## [ACTIVITY]
What is wanted is an exact copy of the lines from the top of the listing through the line containing "ai_triggered: true, ..".
___ EXCERPTED DATA
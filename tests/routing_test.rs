//! Help-mode routing through the full pipeline
//!
//! Messages go through `ChatService`, the memory store, the memory log and
//! the fan-out consumer before reaching the probes.

mod common;

use std::time::Duration;

use assert_matches::assert_matches;
use pretty_assertions::assert_eq;

use common::{Script, TestApp, OUTSIDER, STUDENT, TEACHER};
use tutorchat::backend::chat::ai_bridge::{Speaker, AI_APOLOGY};
use tutorchat::backend::error::BackendError;
use tutorchat::backend::store::{MessageLog, RoomStore};
use tutorchat::backend::Admission;
use tutorchat::shared::chat::{
    MessageBody, Role, SystemBanner, UserType, AI_SENDER_ID, SYSTEM_SENDER_ID,
};

fn text(content: &str) -> MessageBody {
    MessageBody::Text(content.to_string())
}

#[tokio::test]
async fn test_student_in_fresh_room_gets_broadcast_and_ai_stream() {
    let app = TestApp::start();
    let room = app.room().await;
    let mut student = app.probe(room.id, STUDENT);
    let mut teacher = app.probe(room.id, TEACHER);
    app.generator.push(Script::chunks(&["Hi", " there.", " How can", " I help?"]));

    let chat = &app.runtime.state().chat;
    let admission = chat
        .handle_incoming(room.id, STUDENT, Role::Student, text("What is 2+2?"))
        .await
        .unwrap();
    assert_matches!(admission, Admission::Published { ai_triggered: true, .. });

    for probe in [&mut student, &mut teacher] {
        let first = probe.next_message().await;
        assert_eq!(first.content(), "What is 2+2?");
        assert_eq!(first.user_type, UserType::Student);
        assert_eq!(first.sender_id, STUDENT);
        assert_eq!(first.title, "Algebra");

        let fragments = probe.next_messages(2).await;
        assert_contents!(fragments, ["Hi there.", " How can I help?"]);
        assert!(fragments
            .iter()
            .all(|m| m.user_type == UserType::Ai && m.sender_id == AI_SENDER_ID));
    }

    let prompts = app.generator.prompts();
    assert_eq!(prompts.len(), 1);
    let last_turn = prompts[0].turns.last().unwrap();
    assert_eq!(last_turn.speaker, Speaker::Student);
    assert_eq!(last_turn.content, "What is 2+2?");

    assert_eq!(app.store.count_messages(room.id).await.unwrap(), 3);
    app.shutdown().await;
}

#[tokio::test]
async fn test_teacher_is_dropped_in_ai_mode() {
    let app = TestApp::start();
    let room = app.room().await;
    let mut student = app.probe(room.id, STUDENT);

    let chat = &app.runtime.state().chat;
    let admission = chat
        .handle_incoming(room.id, TEACHER, Role::Teacher, text("Let me answer"))
        .await
        .unwrap();

    assert_eq!(admission, Admission::Dropped);
    student.assert_silent(Duration::from_millis(200)).await;
    assert_eq!(app.store.count_messages(room.id).await.unwrap(), 0);
    assert!(app.generator.prompts().is_empty());
    app.shutdown().await;
}

#[tokio::test]
async fn test_toggle_emits_banners_and_admits_teacher() {
    let app = TestApp::start();
    let room = app.room().await;
    let mut student = app.probe(room.id, STUDENT);
    let chat = &app.runtime.state().chat;

    let toggled = chat.toggle_help(room.id, STUDENT).await.unwrap();
    assert!(toggled.help_checked);

    let banners = student.next_messages(2).await;
    assert_contents!(
        banners,
        [SystemBanner::AiGoodbye.text(), SystemBanner::TeacherWelcome.text()]
    );
    assert!(banners
        .iter()
        .all(|m| m.user_type == UserType::System && m.sender_id == SYSTEM_SENDER_ID));

    let admission = chat
        .handle_incoming(room.id, TEACHER, Role::Teacher, text("I'm here"))
        .await
        .unwrap();
    assert_matches!(admission, Admission::Published { ai_triggered: false, .. });
    assert_eq!(student.next_message().await.content(), "I'm here");

    // Human mode: the student's message does not reach the AI
    let admission = chat
        .handle_incoming(room.id, STUDENT, Role::Student, text("Thanks"))
        .await
        .unwrap();
    assert_matches!(admission, Admission::Published { ai_triggered: false, .. });
    assert_eq!(student.next_message().await.content(), "Thanks");
    student.assert_silent(Duration::from_millis(200)).await;
    assert!(app.generator.prompts().is_empty());

    app.shutdown().await;
}

#[tokio::test]
async fn test_double_toggle_restores_mode_with_four_banners() {
    let app = TestApp::start();
    let room = app.room().await;
    let mut teacher = app.probe(room.id, TEACHER);
    let chat = &app.runtime.state().chat;

    chat.toggle_help(room.id, STUDENT).await.unwrap();
    let back = chat.toggle_help(room.id, TEACHER).await.unwrap();
    assert!(!back.help_checked);
    assert!(!app.store.get_room(room.id).await.unwrap().help_checked);

    let banners = teacher.next_messages(4).await;
    assert_contents!(
        banners,
        [
            SystemBanner::AiGoodbye.text(),
            SystemBanner::TeacherWelcome.text(),
            SystemBanner::TeacherGoodbye.text(),
            SystemBanner::AiWelcome.text(),
        ]
    );

    // Back in AI mode the teacher is dropped again
    let admission = chat
        .handle_incoming(room.id, TEACHER, Role::Teacher, text("still here?"))
        .await
        .unwrap();
    assert_eq!(admission, Admission::Dropped);
    app.shutdown().await;
}

#[tokio::test]
async fn test_human_mode_preserves_send_order() {
    let app = TestApp::start();
    let room = app.room().await;
    let mut student = app.listen(room.id, STUDENT);
    let mut teacher = app.listen(room.id, TEACHER);
    let chat = &app.runtime.state().chat;
    chat.toggle_help(room.id, STUDENT).await.unwrap();
    student.next_messages(2).await;
    teacher.next_messages(2).await;

    let script = [
        (STUDENT, Role::Student, "1"),
        (TEACHER, Role::Teacher, "2"),
        (STUDENT, Role::Student, "3"),
        (STUDENT, Role::Student, "4"),
        (TEACHER, Role::Teacher, "5"),
    ];
    for (sender, role, content) in script {
        chat.handle_incoming(room.id, sender, role, text(content)).await.unwrap();
    }

    for client in [&mut student, &mut teacher] {
        let received = client.next_messages(5).await;
        assert_contents!(received, ["1", "2", "3", "4", "5"]);
    }
    app.shutdown().await;
}

#[tokio::test]
async fn test_toggle_by_non_member_is_forbidden() {
    let app = TestApp::start();
    let room = app.room().await;

    let result = app.runtime.state().chat.toggle_help(room.id, OUTSIDER).await;

    assert_matches!(result, Err(BackendError::PermissionDenied { .. }));
    assert!(!app.store.get_room(room.id).await.unwrap().help_checked);
    app.shutdown().await;
}

#[tokio::test]
async fn test_unknown_room_is_rejected_with_4004() {
    let app = TestApp::start();
    let state = app.runtime.state();

    let err = state.chat.admit_connection(9_999, STUDENT).await.unwrap_err();
    assert_matches!(err, BackendError::RoomNotFound { room_id: 9_999 });
    assert_eq!(err.close_code(), Some(4004));
    assert_eq!(state.registry.connection_count(), 0);
    app.shutdown().await;
}

#[tokio::test]
async fn test_unknown_user_is_rejected_with_4004() {
    let app = TestApp::start();
    let room = app.room().await;

    let err = app
        .runtime
        .state()
        .chat
        .admit_connection(room.id, 12_345)
        .await
        .unwrap_err();
    assert_matches!(err, BackendError::UserRoleNotFound { user_id: 12_345 });
    assert_eq!(err.close_code(), Some(4004));

    let role = app.runtime.state().chat.admit_connection(room.id, TEACHER).await.unwrap();
    assert_eq!(role, Role::Teacher);
    app.shutdown().await;
}

#[tokio::test]
async fn test_registered_user_outside_the_room_is_rejected_with_4004() {
    let app = TestApp::start();
    let room = app.room().await;

    let err = app
        .runtime
        .state()
        .chat
        .admit_connection(room.id, OUTSIDER)
        .await
        .unwrap_err();

    assert_matches!(err, BackendError::NotRoomMember { user_id: OUTSIDER, .. });
    assert_eq!(err.close_code(), Some(4004));
    assert_eq!(app.runtime.state().registry.connection_count(), 0);
    app.shutdown().await;
}

#[tokio::test]
async fn test_toggle_with_log_down_still_records_flip_and_both_banners() {
    let app = TestApp::start();
    let room = app.room().await;
    app.log.set_unavailable(true);

    let result = app.runtime.state().chat.toggle_help(room.id, STUDENT).await;

    assert_matches!(result, Err(BackendError::DeliveryUnavailable(_)));
    assert!(app.store.get_room(room.id).await.unwrap().help_checked);
    let history = app.store.find_messages(room.id, 1, 10).await.unwrap();
    // Newest first
    assert_contents!(
        history,
        [SystemBanner::TeacherWelcome.text(), SystemBanner::AiGoodbye.text()]
    );

    // Once the log is back, the next toggle is paired with its banners again
    app.log.set_unavailable(false);
    let mut student = app.listen(room.id, STUDENT);
    let back = app.runtime.state().chat.toggle_help(room.id, STUDENT).await.unwrap();
    assert!(!back.help_checked);
    let banners = student.next_messages(2).await;
    assert_contents!(
        banners,
        [SystemBanner::TeacherGoodbye.text(), SystemBanner::AiWelcome.text()]
    );
    assert_eq!(app.store.count_messages(room.id).await.unwrap(), 4);
    app.shutdown().await;
}

#[tokio::test]
async fn test_ai_failure_publishes_apology() {
    let app = TestApp::start();
    let room = app.room().await;
    let mut student = app.probe(room.id, STUDENT);
    app.generator.push(Script::FailBeforeStream);

    app.runtime
        .state()
        .chat
        .handle_incoming(room.id, STUDENT, Role::Student, text("help"))
        .await
        .unwrap();

    let messages = student.next_messages(2).await;
    assert_contents!(messages, ["help", AI_APOLOGY]);
    assert_eq!(messages[1].user_type, UserType::Ai);
    app.shutdown().await;
}

#[tokio::test]
async fn test_ai_failure_mid_stream_keeps_flushed_fragments() {
    let app = TestApp::start();
    let room = app.room().await;
    let mut student = app.probe(room.id, STUDENT);
    app.generator.push(Script::FailAfter(vec![
        "First sentence.".to_string(),
        " partial".to_string(),
    ]));

    app.runtime
        .state()
        .chat
        .handle_incoming(room.id, STUDENT, Role::Student, text("explain"))
        .await
        .unwrap();

    let messages = student.next_messages(3).await;
    assert_contents!(messages, ["explain", "First sentence.", AI_APOLOGY]);
    student.assert_silent(Duration::from_millis(200)).await;
    app.shutdown().await;
}

#[tokio::test]
async fn test_append_failure_surfaces_delivery_unavailable() {
    let app = TestApp::start();
    let room = app.room().await;
    app.log.set_unavailable(true);

    let result = app
        .runtime
        .state()
        .chat
        .handle_incoming(room.id, STUDENT, Role::Student, text("lost?"))
        .await;

    assert_matches!(result, Err(BackendError::DeliveryUnavailable(_)));
    // Persisted even though fan-out failed
    assert_eq!(app.store.count_messages(room.id).await.unwrap(), 1);
    assert!(app.generator.prompts().is_empty());
    app.shutdown().await;
}

#[tokio::test]
async fn test_invalid_frames_are_rejected_before_publishing() {
    let app = TestApp::start();
    let room = app.room().await;
    let chat = &app.runtime.state().chat;

    let empty = chat.handle_frame(room.id, STUDENT, Role::Student, "   ").await;
    assert_matches!(empty, Err(BackendError::SharedError(_)));

    let image = chat
        .handle_frame(
            room.id,
            STUDENT,
            Role::Student,
            r#"{"message_type":"image","content":"https://cdn/x.png"}"#,
        )
        .await;
    assert_matches!(image, Err(BackendError::SharedError(_)));

    assert_eq!(app.store.count_messages(room.id).await.unwrap(), 0);
    app.shutdown().await;
}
______
## [FINISHED TASK]
filename tests/routing_test.rs
//! Help-mode routing through the full pipeline
//!
//! Messages go through `ChatService`, the memory store, the memory log and
//! the fan-out consumer before reaching the probes.

mod common;

use std::time::Duration;

use assert_matches::assert_matches;
use pretty_assertions::assert_eq;

use common::{Script, TestApp, OUTSIDER, STUDENT, TEACHER};
use tutorchat::backend::chat::ai_bridge::{Speaker, AI_APOLOGY};
use tutorchat::backend::error::BackendError;
use tutorchat::backend::store::{MessageLog, RoomStore};
use tutorchat::backend::Admission;
use tutorchat::shared::chat::{
    MessageBody, Role, SystemBanner, UserType, AI_SENDER_ID, SYSTEM_SENDER_ID,
};

fn text(content: &str) -> MessageBody {
    MessageBody::Text(content.to_string())
}

#[tokio::test]
async fn test_student_in_fresh_room_gets_broadcast_and_ai_stream() {
    let app = TestApp::start();
    let room = app.room().await;
    let mut student = app.probe(room.id, STUDENT);
    let mut teacher = app.probe(room.id, TEACHER);
    app.generator.push(Script::chunks(&["Hi", " there.", " How can", " I help?"]));

    let chat = &app.runtime.state().chat;
    let admission = chat
        .handle_incoming(room.id, STUDENT, Role::Student, text("What is 2+2?"))
        .await
        .unwrap();
    assert_matches!(admission, Admission::Published { ai_triggered: true, .. });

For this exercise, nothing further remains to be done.